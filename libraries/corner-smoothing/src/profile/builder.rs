use super::{CurvatureProfile, CurvatureSample, ProfileOptions, ProfilePath, stitch_original_points};
use crate::bezier::Segment;
use crate::path::{AnchorPoint, Path};

use glam::DVec2;

/// Walks the segments of one [Path] and collects its curvature profile.
///
/// Curved segments contribute one profile vertex per sample. Each run of straight segments closes the profile path in progress
/// with the original points that bound the run, after which a new profile path is started.
pub struct CurvatureProfileBuilder<'a> {
	path: &'a Path,
	options: &'a ProfileOptions,
	profile: CurvatureProfile,
	active: Vec<AnchorPoint>,
	run_start: usize,
}

impl<'a> CurvatureProfileBuilder<'a> {
	pub fn new(path: &'a Path, options: &'a ProfileOptions) -> Self {
		Self {
			path,
			options,
			profile: CurvatureProfile::default(),
			active: Vec::new(),
			run_start: 0,
		}
	}

	pub fn build(mut self) -> CurvatureProfile {
		if self.path.len() < 2 {
			log::debug!("Path with {} points has no profile", self.path.len());
			return self.profile;
		}
		log::debug!("Building the curvature profile of a path with {} points", self.path.len());

		for (index, segment) in self.path.iter().enumerate() {
			let sector_length = self.measure(index, &segment);

			if segment.is_straight() {
				self.close_straight_run(index);
				continue;
			}
			self.sample(&segment, sector_length);
		}

		// Points from the last straight run up to the end, or back around to the first point of a closed path
		let end = if self.path.closed { self.path.len() } else { self.path.len() - 1 };
		stitch_original_points(self.path.points(), self.run_start, end, &mut self.active);
		self.finish_active_path();

		self.profile
	}

	/// Extend the measuring polyline over `segment` and return the length it grew by.
	fn measure(&mut self, index: usize, segment: &Segment) -> f64 {
		let polyline = &mut self.profile.polyline;
		if index == 0 {
			polyline.push(segment.start);
		}

		let before = polyline.len();
		if segment.is_straight() {
			polyline.push(segment.end);
		} else {
			polyline.extend(segment.flatten(self.options.steps).skip(1));
		}

		let sector_length = polyline[before - 1..].windows(2).map(|pair| pair[0].distance(pair[1])).sum::<f64>();
		self.profile.total_length += sector_length;
		sector_length
	}

	fn close_straight_run(&mut self, index: usize) {
		log::debug!("Segment {index} is straight");
		stitch_original_points(self.path.points(), self.run_start, index, &mut self.active);
		if !self.active.is_empty() {
			self.finish_active_path();
		}
		self.run_start = index + 1;
	}

	fn sample(&mut self, segment: &Segment, sector_length: f64) {
		let steps = self.options.steps.max(1);
		for step in 0..=steps {
			let t = step as f64 / steps as f64;
			let Some(sample) = CurvatureSample::evaluate(segment, t, sector_length, self.options) else {
				log::trace!("Degenerate tangent at t = {t}, sample skipped");
				continue;
			};

			self.profile.max_curvature = self.profile.max_curvature.max(sample.curvature_magnitude);
			self.active.push(AnchorPoint::corner(sample.curvature_offset_point));
		}
	}

	fn finish_active_path(&mut self) {
		let points = std::mem::take(&mut self.active);
		if points.is_empty() {
			log::debug!("Profile path is empty, discarded");
			return;
		}
		self.profile.paths.push(ProfilePath::new(points, self.options));
	}
}

/// Build the curvature profile of a single path. The path itself is left untouched.
pub fn build_path_profile(path: &Path, options: &ProfileOptions) -> CurvatureProfile {
	CurvatureProfileBuilder::new(path, options).build()
}

impl CurvatureProfile {
	/// All profile vertices across every path, in emission order.
	pub fn anchors(&self) -> impl Iterator<Item = DVec2> + '_ {
		self.paths.iter().flat_map(|path| path.points.iter().map(|point| point.anchor))
	}
}
//! Corner-smoothing: tuning of rounded corners on cubic Bézier paths, and the curvature profile used to judge the result.
//!
//! The crate works on already-resolved geometry. A host supplies [Path]s (usually nested inside [SceneItem]s) with absolute handle
//! coordinates and selection flags, and gets back the same paths with moved anchors and handles, plus [ProfilePath]s to draw.

pub mod bezier;
mod color;
pub mod consts;
mod corner;
mod error;
pub mod export;
mod path;
mod presets;
mod profile;
mod scene;
mod session;
mod settings;

pub use bezier::Segment;
pub use color::Color;
pub use corner::{CornerTransform, HandleConfiguration, smooth_point, smooth_selected_points};
pub use error::SmoothingError;
pub use path::*;
pub use presets::{Preset, PresetStore, round_off};
pub use profile::*;
pub use scene::{SceneItem, build_curvature_profile, build_scene_profiles, walk_paths};
pub use session::{SelectedEntry, SelectionRecord, SessionReport, SmoothingSession};
pub use settings::{CoefficientLimits, Coefficients, Settings};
· · · · ·
WHAT TO WORK ON → Print all of the records, leaving each one exactly as it appears above.

RESPONSE →
filename libraries/corner-smoothing/src/profile/builder.rs
use super::{CurvatureProfile, CurvatureSample, ProfileOptions, ProfilePath, stitch_original_points};
use crate::bezier::Segment;
use crate::path::{AnchorPoint, Path};

use glam::DVec2;

/// Walks the segments of one [Path] and collects its curvature profile.
///
/// Curved segments contribute one profile vertex per sample. Each run of straight segments closes the profile path in progress
/// with the original points that bound the run, after which a new profile path is started.
pub struct CurvatureProfileBuilder<'a> {
	path: &'a Path,
	options: &'a ProfileOptions,
	profile: CurvatureProfile,
	active: Vec<AnchorPoint>,
	run_start: usize,
}

impl<'a> CurvatureProfileBuilder<'a> {
	pub fn new(path: &'a Path, options: &'a ProfileOptions) -> Self {
		Self {
			path,
			options,
			profile: CurvatureProfile::default(),
			active: Vec::new(),
			run_start: 0,
		}
	}

	pub fn build(mut self) -> CurvatureProfile {
		if self.path.len() < 2 {
			log::debug!("Path with {} points has no profile", self.path.len());
			return self.profile;
		}
		log::debug!("Building the curvature profile of a path with {} points", self.path.len());

		for (index, segment) in self.path.iter().enumerate() {
			let sector_length = self.measure(index, &segment);

			if segment.is_straight() {
				self.close_straight_run(index);
				continue;
			}
			self.sample(&segment, sector_length);
		}

		// Points from the last straight run up to the end, or back around to the first point of a closed path
		let end = if self.path.closed { self.path.len() } else { self.path.len() - 1 };
		stitch_original_points(self.path.points(), self.run_start, end, &mut self.active);
		self.finish_active_path();

		self.profile
	}

	/// Extend the measuring polyline over `segment` and return the length it grew by.
	fn measure(&mut self, index: usize, segment: &Segment) -> f64 {
		let polyline = &mut self.profile.polyline;
		if index == 0 {
			polyline.push(segment.start);
		}

		let before = polyline.len();
		if segment.is_straight() {
			polyline.push(segment.end);
		} else {
			polyline.extend(segment.flatten(self.options.steps).skip(1));
		}

		let sector_length = polyline[before - 1..].windows(2).map(|pair| pair[0].distance(pair[1])).sum::<f64>();
		self.profile.total_length += sector_length;
		sector_length
	}

	fn close_straight_run(&mut self, index: usize) {
		log::debug!("Segment {index} is straight");
		stitch_original_points(self.path.points(), self.run_start, index, &mut self.active);
		if !self.active.is_empty() {
			self.finish_active_path();
		}
		self.run_start = index + 1;
	}

	fn sample(&mut self, segment: &Segment, sector_length: f64) {
		let steps = self.options.steps.max(1);
		for step in 0..=steps {
			let t = step as f64 / steps as f64;
			let Some(sample) = CurvatureSample::evaluate(segment, t, sector_length, self.options) else {
				log::trace!("Degenerate tangent at t = {t}, sample skipped");
				continue;
			};

			self.profile.max_curvature = self.profile.max_curvature.max(sample.curvature_magnitude);
			self.active.push(AnchorPoint::corner(sample.curvature_offset_point));
		}
	}

	fn finish_active_path(&mut self) {
		let points = std::mem::take(&mut self.active);
		if points.is_empty() {
			log::debug!("Profile path is empty, discarded");
			return;
		}
		self.profile.paths.push(ProfilePath::new(points, self.options));
	}
}

/// Build the curvature profile of a single path. The path itself is left untouched.
pub fn build_path_profile(path: &Path, options: &ProfileOptions) -> CurvatureProfile {
	CurvatureProfileBuilder::new(path, options).build()
}

impl CurvatureProfile {
	/// All profile vertices across every path, in emission order.
	pub fn anchors(&self) -> impl Iterator<Item = DVec2> + '_ {
		self.paths.iter().flat_map(|path| path.points.iter().map(|point| point.anchor))
	}
}
//! Corner-smoothing: tuning of rounded corners on cubic Bézier paths, and the curvature profile used to judge the result.
//!
//! The crate works on already-resolved geometry. A host supplies [Path]s (usually nested inside [SceneItem]s) with absolute handle
//! coordinates and selection flags, and gets back the same paths with moved anchors and handles, plus [ProfilePath]s to draw.

pub mod bezier;
mod color;
pub mod consts;
mod corner;
mod error;
pub mod export;
mod path;
mod presets;
mod profile;
mod scene;
mod session;
mod settings;

pub use bezier::Segment;
pub use color::Color;
pub use corner::{CornerTransform, HandleConfiguration, smooth_point, smooth_selected_points};
pub use error::SmoothingError;
pub use path::*;
pub use presets::{Preset, PresetStore, round_off};
pub use profile::*;
pub use scene::{SceneItem, build_curvature_profile, build_scene_profiles, walk_paths};
pub use session::{SelectedEntry, SelectionRecord, SessionReport, SmoothingSession};
pub use settings::{CoefficientLimits, Coefficients, Settings};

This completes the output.